Task item: Would you tally how many lines in the records include the word "match"? Reply with the number only.

Supplied material:
• • • • •
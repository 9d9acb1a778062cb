//! The scene renderer: per-mesh GPU resources and the frame draw.

use std::collections::HashMap;
use std::sync::Arc;

use globe_scene::{Mesh, MeshKind, RenderState};
use wgpu::util::DeviceExt;
use winit::window::Window;

use crate::buffer::MeshBuffer;
use crate::depth::DepthBuffer;
use crate::gpu::{RenderContext, RenderContextError, SurfaceError, init_render_context_blocking};
use crate::overlay::OverlayPipeline;
use crate::pipeline::{FrameBindings, MaterialPipeline, MeshUniform};
use crate::shader::{ShaderFamily, ShaderLibrary};
use crate::target::ColorTarget;
use crate::texture::{GpuTexture, TextureError, upload_texture};

/// Background color behind the galaxy sphere.
pub const CLEAR_COLOR: wgpu::Color = wgpu::Color::BLACK;

#[derive(Debug, thiserror::Error)]
pub enum RenderError {
    #[error(transparent)]
    Surface(#[from] SurfaceError),

    #[error(transparent)]
    Texture(#[from] TextureError),

    #[error("{0:?} mesh is already uploaded")]
    AlreadyUploaded(MeshKind),

    #[error("{0:?} material samples {1} textures, expected {2}")]
    TextureCount(MeshKind, usize, usize),

    #[error("renderer has been disposed")]
    Disposed,
}

/// What the lifecycle needs from a renderer.
pub trait SceneRenderer {
    /// Reconfigure the surface and render targets for a new size.
    fn resize(&mut self, width: u32, height: u32);

    /// Create the GPU resources for one mesh.
    fn upload_mesh(&mut self, mesh: &Mesh) -> Result<(), RenderError>;

    /// Draw every uploaded mesh in [`MeshKind::DRAW_ORDER`], then the star
    /// overlay.
    fn draw(&mut self, state: &RenderState) -> Result<(), RenderError>;

    /// Release one mesh's resources. Returns whether any existed.
    fn release_mesh(&mut self, kind: MeshKind) -> bool;

    /// Release the surface and device. Later draws fail with
    /// [`RenderError::Disposed`].
    fn dispose(&mut self);
}

/// GPU resources of one uploaded mesh.
struct GpuMesh {
    buffer: MeshBuffer,
    pipeline: MaterialPipeline,
    mesh_uniform: wgpu::Buffer,
    program_uniform: Option<wgpu::Buffer>,
    bind_group: wgpu::BindGroup,
    textures: Vec<GpuTexture>,
}

/// Everything tied to the device; dropped as a unit on dispose.
struct GpuState {
    context: RenderContext,
    color: ColorTarget,
    depth: DepthBuffer,
    frame: FrameBindings,
    shaders: ShaderLibrary,
    overlay: OverlayPipeline,
}

/// wgpu-backed [`SceneRenderer`].
pub struct GpuRenderer {
    gpu: Option<GpuState>,
    meshes: HashMap<MeshKind, GpuMesh>,
    /// Physical pixels per logical pixel, for overlay sizes.
    pixel_ratio: f32,
}

impl GpuRenderer {
    pub fn new(context: RenderContext) -> Self {
        let (width, height) = context.size();
        let device = &context.device;
        let samples = context.sample_count;
        let color = ColorTarget::new(device, context.surface_format, width, height, samples);
        let depth = DepthBuffer::new(device, width, height, samples);
        let frame = FrameBindings::new(device);
        let overlay = OverlayPipeline::new(device, context.surface_format, samples);

        Self {
            gpu: Some(GpuState {
                context,
                color,
                depth,
                frame,
                shaders: ShaderLibrary::new(),
                overlay,
            }),
            meshes: HashMap::new(),
            pixel_ratio: 1.0,
        }
    }

    /// Create the device and surface for `window` and wrap them.
    pub fn from_window(
        window: Arc<Window>,
        vsync: bool,
        msaa_samples: u32,
    ) -> Result<Self, RenderContextError> {
        let pixel_ratio = window.scale_factor() as f32;
        init_render_context_blocking(window, vsync, msaa_samples)
            .map(|context| Self::new(context).with_pixel_ratio(pixel_ratio))
    }

    pub fn with_pixel_ratio(mut self, pixel_ratio: f32) -> Self {
        self.pixel_ratio = pixel_ratio.max(f32::EPSILON);
        self
    }

    /// MSAA samples per pixel, or `None` once disposed.
    pub fn sample_count(&self) -> Option<u32> {
        self.gpu.as_ref().map(|gpu| gpu.context.sample_count)
    }

    /// Surface size, or `None` once disposed.
    pub fn size(&self) -> Option<(u32, u32)> {
        self.gpu.as_ref().map(|gpu| gpu.context.size())
    }

    pub fn is_uploaded(&self, kind: MeshKind) -> bool {
        self.meshes.contains_key(&kind)
    }
}

impl SceneRenderer for GpuRenderer {
    fn resize(&mut self, width: u32, height: u32) {
        let Some(gpu) = self.gpu.as_mut() else {
            return;
        };
        gpu.context.resize(width, height);
        let (width, height) = gpu.context.size();
        gpu.color.resize(&gpu.context.device, width, height);
        gpu.depth.resize(&gpu.context.device, width, height);
        log::debug!("Renderer resized to {width}x{height}");
    }

    fn upload_mesh(&mut self, mesh: &Mesh) -> Result<(), RenderError> {
        let gpu = self.gpu.as_mut().ok_or(RenderError::Disposed)?;
        if self.meshes.contains_key(&mesh.kind) {
            return Err(RenderError::AlreadyUploaded(mesh.kind));
        }

        let device = &gpu.context.device;
        let label = mesh.kind.label();
        let family = ShaderFamily::for_material(&mesh.material);

        let rasters = mesh.material.textures();
        let roles = family.texture_roles();
        if rasters.len() != roles.len() {
            return Err(RenderError::TextureCount(
                mesh.kind,
                rasters.len(),
                roles.len(),
            ));
        }
        let textures = rasters
            .iter()
            .zip(roles)
            .enumerate()
            .map(|(i, (image, role))| {
                upload_texture(
                    device,
                    &gpu.context.queue,
                    &format!("{label}-texture-{i}"),
                    image,
                    *role,
                )
            })
            .collect::<Result<Vec<_>, _>>()?;

        let module = gpu.shaders.get_or_load(device, family);
        let pipeline = MaterialPipeline::new(
            device,
            &module,
            &gpu.frame.layout,
            gpu.context.surface_format,
            gpu.context.sample_count,
            &mesh.material,
        );

        let mesh_uniform = device.create_buffer_init(&wgpu::util::BufferInitDescriptor {
            label: Some(&format!("{label}-mesh-uniform")),
            contents: bytemuck::bytes_of(&MeshUniform::from_mesh(mesh)),
            usage: wgpu::BufferUsages::UNIFORM | wgpu::BufferUsages::COPY_DST,
        });
        let program_uniform = mesh.material.program().map(|program| {
            device.create_buffer_init(&wgpu::util::BufferInitDescriptor {
                label: Some(&format!("{label}-program-uniform")),
                contents: &program.uniform_bytes(),
                usage: wgpu::BufferUsages::UNIFORM | wgpu::BufferUsages::COPY_DST,
            })
        });

        let mut entries = vec![wgpu::BindGroupEntry {
            binding: 0,
            resource: mesh_uniform.as_entire_binding(),
        }];
        if let Some(buffer) = &program_uniform {
            entries.push(wgpu::BindGroupEntry {
                binding: 1,
                resource: buffer.as_entire_binding(),
            });
        }
        for texture in &textures {
            entries.push(wgpu::BindGroupEntry {
                binding: entries.len() as u32,
                resource: wgpu::BindingResource::TextureView(&texture.view),
            });
        }
        // All textures of a material share wrap modes; the first sampler serves them all.
        if let Some(first) = textures.first() {
            entries.push(wgpu::BindGroupEntry {
                binding: entries.len() as u32,
                resource: wgpu::BindingResource::Sampler(&first.sampler),
            });
        }
        let bind_group = device.create_bind_group(&wgpu::BindGroupDescriptor {
            label: Some(&format!("{label}-bind-group")),
            layout: &pipeline.material_layout,
            entries: &entries,
        });

        let buffer = MeshBuffer::from_geometry(device, label, &mesh.geometry);
        log::info!(
            "Uploaded {label}: {} vertices, {} indices, {} textures ({})",
            buffer.vertex_count,
            buffer.index_count,
            textures.len(),
            family.name()
        );

        self.meshes.insert(
            mesh.kind,
            GpuMesh {
                buffer,
                pipeline,
                mesh_uniform,
                program_uniform,
                bind_group,
                textures,
            },
        );
        Ok(())
    }

    fn draw(&mut self, state: &RenderState) -> Result<(), RenderError> {
        let gpu = self.gpu.as_ref().ok_or(RenderError::Disposed)?;
        let queue = &gpu.context.queue;

        let output = match gpu.context.get_current_texture() {
            Ok(output) => output,
            Err(SurfaceError::Timeout) => {
                log::warn!("Surface timeout, skipping frame {}", state.frame);
                return Ok(());
            }
            Err(e) => return Err(e.into()),
        };
        let view = output
            .texture
            .create_view(&wgpu::TextureViewDescriptor::default());

        gpu.frame.write(queue, &state.camera, state.scene.lights());
        for (kind, gpu_mesh) in &self.meshes {
            let Some(mesh) = state.scene.mesh(*kind) else {
                continue;
            };
            queue.write_buffer(
                &gpu_mesh.mesh_uniform,
                0,
                bytemuck::bytes_of(&MeshUniform::from_mesh(mesh)),
            );
            if let (Some(buffer), Some(program)) =
                (&gpu_mesh.program_uniform, mesh.material.program())
            {
                queue.write_buffer(buffer, 0, &program.uniform_bytes());
            }
        }
        let viewport = gpu.context.size();
        let sprites = state.overlay.sprites(viewport, self.pixel_ratio);
        let overlay_count = gpu.overlay.write(queue, &sprites, viewport);

        let mut encoder = gpu
            .context
            .device
            .create_command_encoder(&wgpu::CommandEncoderDescriptor {
                label: Some("frame-encoder"),
            });
        {
            let mut pass = encoder.begin_render_pass(&wgpu::RenderPassDescriptor {
                label: Some("scene-pass"),
                color_attachments: &[Some(gpu.color.attachment(&view, CLEAR_COLOR))],
                depth_stencil_attachment: Some(gpu.depth.attachment()),
                timestamp_writes: None,
                occlusion_query_set: None,
                multiview_mask: None,
            });

            pass.set_bind_group(0, &gpu.frame.bind_group, &[]);
            for kind in MeshKind::DRAW_ORDER {
                let Some(gpu_mesh) = self.meshes.get(&kind) else {
                    continue;
                };
                if state.scene.mesh(kind).is_none() {
                    continue;
                }
                pass.set_pipeline(&gpu_mesh.pipeline.pipeline);
                pass.set_bind_group(1, &gpu_mesh.bind_group, &[]);
                gpu_mesh.buffer.bind(&mut pass);
                gpu_mesh.buffer.draw(&mut pass);
            }
            gpu.overlay.draw(&mut pass, overlay_count);
        }

        queue.submit(std::iter::once(encoder.finish()));
        output.present();
        Ok(())
    }

    fn release_mesh(&mut self, kind: MeshKind) -> bool {
        match self.meshes.remove(&kind) {
            Some(gpu_mesh) => {
                log::debug!(
                    "Released {} ({} textures)",
                    kind.label(),
                    gpu_mesh.textures.len()
                );
                true
            }
            None => false,
        }
    }

    fn dispose(&mut self) {
        if self.gpu.take().is_some() {
            log::info!("Renderer disposed");
        }
    }
}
• • • • •
Written response: 2